### YOUR ASSIGNMENT
Please report the number of lines in the entries below that contain "values", with nothing added.

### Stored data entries
==================================================

use chrono::{DateTime, Utc};
use serde::{Deserialize, Serialize, Serializer};
use serde_json::Value;
use std::collections::{BTreeMap, HashMap};

use crate::enums::*;

// ─── Template ───────────────────────────────────────────────────────────────

/// A parsed probe definition. Immutable once loaded and shared read-only
/// across every concurrent run.
#[derive(Clone, Debug, Serialize, Deserialize)]
pub struct Template {
    pub id: String,
    #[serde(default)]
    pub info: Info,
    /// Template-level constants, seeded into every run in declaration order.
    #[serde(default, skip_serializing_if = "serde_json::Map::is_empty")]
    pub variables: serde_json::Map<String, Value>,
    #[serde(default, skip_serializing_if = "Vec::is_empty")]
    pub requests: Vec<RequestBlock>,
    #[serde(default, skip_serializing_if = "Vec::is_empty")]
    pub workflows: Vec<WorkflowStep>,
    /// Raw executable block of an advanced workflow.
    #[serde(default, skip_serializing_if = "Option::is_none")]
    pub code: Option<String>,
}

impl Template {
    pub fn kind(&self) -> TemplateKind {
        if self.code.as_deref().is_some_and(|c| !c.trim().is_empty()) {
            TemplateKind::AdvancedWorkflow
        } else if !self.workflows.is_empty() {
            TemplateKind::Workflow
        } else {
            TemplateKind::Template
        }
    }
}

#[derive(Clone, Debug, Default, Serialize, Deserialize)]
pub struct Info {
    #[serde(default, skip_serializing_if = "Option::is_none")]
    pub name: Option<String>,
    #[serde(default, skip_serializing_if = "Option::is_none")]
    pub author: Option<String>,
    #[serde(default)]
    pub severity: SeverityLevel,
    #[serde(default, skip_serializing_if = "Option::is_none")]
    pub description: Option<String>,
    #[serde(default, skip_serializing_if = "Vec::is_empty")]
    pub tags: Vec<String>,
    #[serde(default, skip_serializing_if = "Vec::is_empty")]
    pub reference: Vec<String>,
    #[serde(default, skip_serializing_if = "HashMap::is_empty")]
    pub metadata: HashMap<String, Value>,
}

// ─── Request blocks ─────────────────────────────────────────────────────────

#[derive(Clone, Debug, Serialize, Deserialize)]
pub struct RequestBlock {
    #[serde(default, skip_serializing_if = "Option::is_none")]
    pub id: Option<String>,
    #[serde(flatten)]
    pub request: ProtocolRequest,
    #[serde(default, skip_serializing_if = "Vec::is_empty")]
    pub matchers: Vec<Matcher>,
    #[serde(default, skip_serializing_if = "Vec::is_empty")]
    pub extractors: Vec<Extractor>,
    #[serde(default)]
    pub matchers_condition: Condition,
    #[serde(default)]
    pub stop_at_first_match: bool,
    #[serde(default)]
    pub extract: ExtractScope,
}

impl RequestBlock {
    pub fn protocol(&self) -> Protocol {
        match self.request {
            ProtocolRequest::Http(_) => Protocol::Http,
            ProtocolRequest::Dns(_) => Protocol::Dns,
            ProtocolRequest::Network(_) => Protocol::Network,
        }
    }
}

/// Protocol-specific request payload, selected by the `protocol` tag.
#[derive(Clone, Debug, Serialize, Deserialize)]
#[serde(tag = "protocol", rename_all = "snake_case")]
pub enum ProtocolRequest {
    Http(HttpRequest),
    Dns(DnsRequest),
    Network(NetworkRequest),
}

#[derive(Clone, Debug, Default, Serialize, Deserialize)]
pub struct HttpRequest {
    #[serde(default, skip_serializing_if = "Option::is_none")]
    pub method: Option<String>,
    #[serde(default, skip_serializing_if = "Vec::is_empty")]
    pub path: Vec<String>,
    #[serde(default, skip_serializing_if = "BTreeMap::is_empty")]
    pub headers: BTreeMap<String, String>,
    #[serde(default, skip_serializing_if = "Option::is_none")]
    pub body: Option<String>,
    /// Complete raw HTTP requests; each one compiles to its own request.
    #[serde(default, skip_serializing_if = "Vec::is_empty")]
    pub raw: Vec<String>,
    #[serde(default, skip_serializing_if = "Option::is_none")]
    pub redirects: Option<bool>,
}

#[derive(Clone, Debug, Default, Serialize, Deserialize)]
pub struct DnsRequest {
    #[serde(default, skip_serializing_if = "Option::is_none")]
    pub name: Option<String>,
    #[serde(rename = "type", default, skip_serializing_if = "Option::is_none")]
    pub record_type: Option<DnsRecordType>,
    #[serde(default, skip_serializing_if = "Option::is_none")]
    pub recursion: Option<bool>,
    #[serde(default, skip_serializing_if = "Option::is_none")]
    pub resolver: Option<String>,
}

#[derive(Clone, Debug, Default, Serialize, Deserialize)]
pub struct NetworkRequest {
    #[serde(default, skip_serializing_if = "Vec::is_empty")]
    pub host: Vec<String>,
    #[serde(default, skip_serializing_if = "Option::is_none")]
    pub transport: Option<Transport>,
    #[serde(default, skip_serializing_if = "Vec::is_empty")]
    pub inputs: Vec<NetworkInput>,
    #[serde(default, skip_serializing_if = "Option::is_none")]
    pub read_size: Option<usize>,
}

#[derive(Clone, Debug, Default, Serialize, Deserialize)]
pub struct NetworkInput {
    pub data: String,
    #[serde(rename = "type", default, skip_serializing_if = "Option::is_none")]
    pub encoding: Option<InputEncoding>,
    /// Bytes to read back after writing this input.
    #[serde(default, skip_serializing_if = "Option::is_none")]
    pub read: Option<usize>,
    #[serde(default, skip_serializing_if = "Option::is_none")]
    pub name: Option<String>,
}

// ─── Matchers and extractors ────────────────────────────────────────────────

#[derive(Clone, Debug, Serialize, Deserialize)]
pub struct Matcher {
    #[serde(rename = "type")]
    pub kind: MatcherKind,
    #[serde(default, skip_serializing_if = "Option::is_none")]
    pub name: Option<String>,
    #[serde(default, skip_serializing_if = "Option::is_none")]
    pub part: Option<String>,
    #[serde(default, skip_serializing_if = "Vec::is_empty")]
    pub words: Vec<String>,
    #[serde(default, skip_serializing_if = "Vec::is_empty")]
    pub regex: Vec<String>,
    #[serde(default, skip_serializing_if = "Vec::is_empty")]
    pub status: Vec<i64>,
    /// Hex-encoded byte patterns.
    #[serde(default, skip_serializing_if = "Vec::is_empty")]
    pub binary: Vec<String>,
    #[serde(default, skip_serializing_if = "Vec::is_empty")]
    pub size: Vec<usize>,
    #[serde(default, skip_serializing_if = "Vec::is_empty")]
    pub dsl: Vec<String>,
    #[serde(default)]
    pub condition: Condition,
    #[serde(default)]
    pub negative: bool,
    #[serde(default)]
    pub case_insensitive: bool,
}

impl Matcher {
    /// Builds an empty matcher of the given kind.
    pub fn new(kind: MatcherKind) -> Self {
        Matcher {
            kind,
            name: None,
            part: None,
            words: Vec::new(),
            regex: Vec::new(),
            status: Vec::new(),
            binary: Vec::new(),
            size: Vec::new(),
            dsl: Vec::new(),
            condition: Condition::Or,
            negative: false,
            case_insensitive: false,
        }
    }

    /// Number of conditions relevant to this matcher's kind.
    pub fn condition_count(&self) -> usize {
        match self.kind {
            MatcherKind::Word => self.words.len(),
            MatcherKind::Regex => self.regex.len(),
            MatcherKind::Status => self.status.len(),
            MatcherKind::Binary => self.binary.len(),
            MatcherKind::Size => self.size.len(),
            MatcherKind::Dsl => self.dsl.len(),
        }
    }
}

#[derive(Clone, Debug, Serialize, Deserialize)]
pub struct Extractor {
    #[serde(rename = "type")]
    pub kind: ExtractorKind,
    #[serde(default, skip_serializing_if = "Option::is_none")]
    pub name: Option<String>,
    #[serde(default, skip_serializing_if = "Option::is_none")]
    pub part: Option<String>,
    #[serde(default, skip_serializing_if = "Vec::is_empty")]
    pub regex: Vec<String>,
    /// Capture group selector for regex extractors (0 = whole match).
    #[serde(default, skip_serializing_if = "Option::is_none")]
    pub group: Option<usize>,
    #[serde(default, skip_serializing_if = "Vec::is_empty")]
    pub kval: Vec<String>,
    #[serde(default, skip_serializing_if = "Vec::is_empty")]
    pub json: Vec<String>,
    #[serde(default, skip_serializing_if = "Vec::is_empty")]
    pub dsl: Vec<String>,
    /// Value stays in the execution context and is not surfaced in results.
    #[serde(default)]
    pub internal: bool,
    #[serde(default)]
    pub case_insensitive: bool,
}

impl Extractor {
    pub fn new(kind: ExtractorKind) -> Self {
        Extractor {
            kind,
            name: None,
            part: None,
            regex: Vec::new(),
            group: None,
            kval: Vec::new(),
            json: Vec::new(),
            dsl: Vec::new(),
            internal: false,
            case_insensitive: false,
        }
    }
}

// ─── Workflows ──────────────────────────────────────────────────────────────

/// One node of a workflow tree, as authored.
#[derive(Clone, Debug, Serialize, Deserialize)]
pub struct WorkflowStep {
    /// ID of the template this step invokes.
    pub template: String,
    /// Children visited when this step matched.
    #[serde(default, skip_serializing_if = "Vec::is_empty")]
    pub subtemplates: Vec<WorkflowStep>,
    /// Children visited when this step extracted at least one value.
    #[serde(default, skip_serializing_if = "Vec::is_empty")]
    pub on_extract: Vec<WorkflowStep>,
    /// Children keyed on individual matcher names.
    #[serde(default, skip_serializing_if = "Vec::is_empty")]
    pub matchers: Vec<WorkflowBranch>,
    #[serde(default)]
    pub stop_at_first_match: bool,
}

impl WorkflowStep {
    pub fn new(template: impl Into<String>) -> Self {
        WorkflowStep {
            template: template.into(),
            subtemplates: Vec::new(),
            on_extract: Vec::new(),
            matchers: Vec::new(),
            stop_at_first_match: false,
        }
    }
}

#[derive(Clone, Debug, Serialize, Deserialize)]
pub struct WorkflowBranch {
    pub name: String,
    #[serde(default, skip_serializing_if = "Vec::is_empty")]
    pub subtemplates: Vec<WorkflowStep>,
}

// ─── Extracted values ───────────────────────────────────────────────────────

#[derive(Clone, Debug, PartialEq, Eq)]
pub struct ExtractedEntry {
    pub name: String,
    pub values: Vec<String>,
    pub internal: bool,
}

/// Ordered mapping from extractor name to captured values.
///
/// Keys keep first-insertion order and values keep capture order; nothing is
/// de-duplicated. A name that captured nothing is absent.
#[derive(Clone, Debug, Default, PartialEq, Eq)]
pub struct Extracted {
    entries: Vec<ExtractedEntry>,
}

impl Extracted {
    pub fn new() -> Self {
        Self::default()
    }

    /// Appends one captured value under `name`.
    pub fn push(&mut self, name: &str, value: String, internal: bool) {
        match self.entries.iter_mut().find(|e| e.name == name) {
            Some(entry) => {
                entry.values.push(value);
                entry.internal |= internal;
            }
            None => self.entries.push(ExtractedEntry {
                name: name.to_string(),
                values: vec![value],
                internal,
            }),
        }
    }

    pub fn get(&self, name: &str) -> Option<&[String]> {
        self.entries
            .iter()
            .find(|e| e.name == name)
            .map(|e| e.values.as_slice())
    }

    pub fn contains(&self, name: &str) -> bool {
        self.entries.iter().any(|e| e.name == name)
    }

    pub fn iter(&self) -> impl Iterator<Item = &ExtractedEntry> {
        self.entries.iter()
    }

    pub fn names(&self) -> impl Iterator<Item = &str> {
        self.entries.iter().map(|e| e.name.as_str())
    }

    pub fn len(&self) -> usize {
        self.entries.len()
    }

    pub fn is_empty(&self) -> bool {
        self.entries.is_empty()
    }

    /// Appends every entry of `other`, keeping this map's key order first.
    pub fn extend(&mut self, other: Extracted) {
        for entry in other.entries {
            for value in entry.values {
                self.push(&entry.name, value, entry.internal);
            }
        }
    }

    /// A copy without the entries captured by internal extractors.
    pub fn without_internal(&self) -> Extracted {
        Extracted {
            entries: self.entries.iter().filter(|e| !e.internal).cloned().collect(),
        }
    }
}

impl Serialize for Extracted {
    fn serialize<S: Serializer>(&self, serializer: S) -> Result<S::Ok, S::Error> {
        use serde::ser::SerializeMap;
        let mut map = serializer.serialize_map(Some(self.entries.len()))?;
        for entry in &self.entries {
            map.serialize_entry(&entry.name, &entry.values)?;
        }
        map.end()
    }
}

// ─── Out-of-band interactions ───────────────────────────────────────────────

/// One callback observed by the out-of-band listener.
#[derive(Clone, Debug, PartialEq, Eq, Serialize, Deserialize)]
pub struct Interaction {
    pub protocol: String,
    pub unique_id: String,
    #[serde(default)]
    pub raw_request: String,
    #[serde(default)]
    pub raw_response: String,
    #[serde(default, skip_serializing_if = "Option::is_none")]
    pub remote_address: Option<String>,
    pub timestamp: DateTime<Utc>,
}

// ─── Result record ──────────────────────────────────────────────────────────

/// One reported match. Immutable once emitted.
#[derive(Clone, Debug, Serialize)]
pub struct ResultRecord {
    pub template_id: String,
    #[serde(skip_serializing_if = "Option::is_none")]
    pub template_name: Option<String>,
    /// Workflow that invoked the template, when the match came from a workflow step.
    #[serde(skip_serializing_if = "Option::is_none")]
    pub workflow_id: Option<String>,
    pub target: String,
    /// Concrete endpoint of the request that produced the match.
    pub matched_at: String,
    pub timestamp: DateTime<Utc>,
    pub matcher_names: Vec<String>,
    pub extracted: Extracted,
    pub severity: SeverityLevel,
    #[serde(skip_serializing_if = "Vec::is_empty")]
    pub tags: Vec<String>,
    #[serde(skip_serializing_if = "HashMap::is_empty")]
    pub metadata: HashMap<String, Value>,
    #[serde(skip_serializing_if = "String::is_empty")]
    pub request: String,
}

==================================================

### RESULT OF THIS TASK
9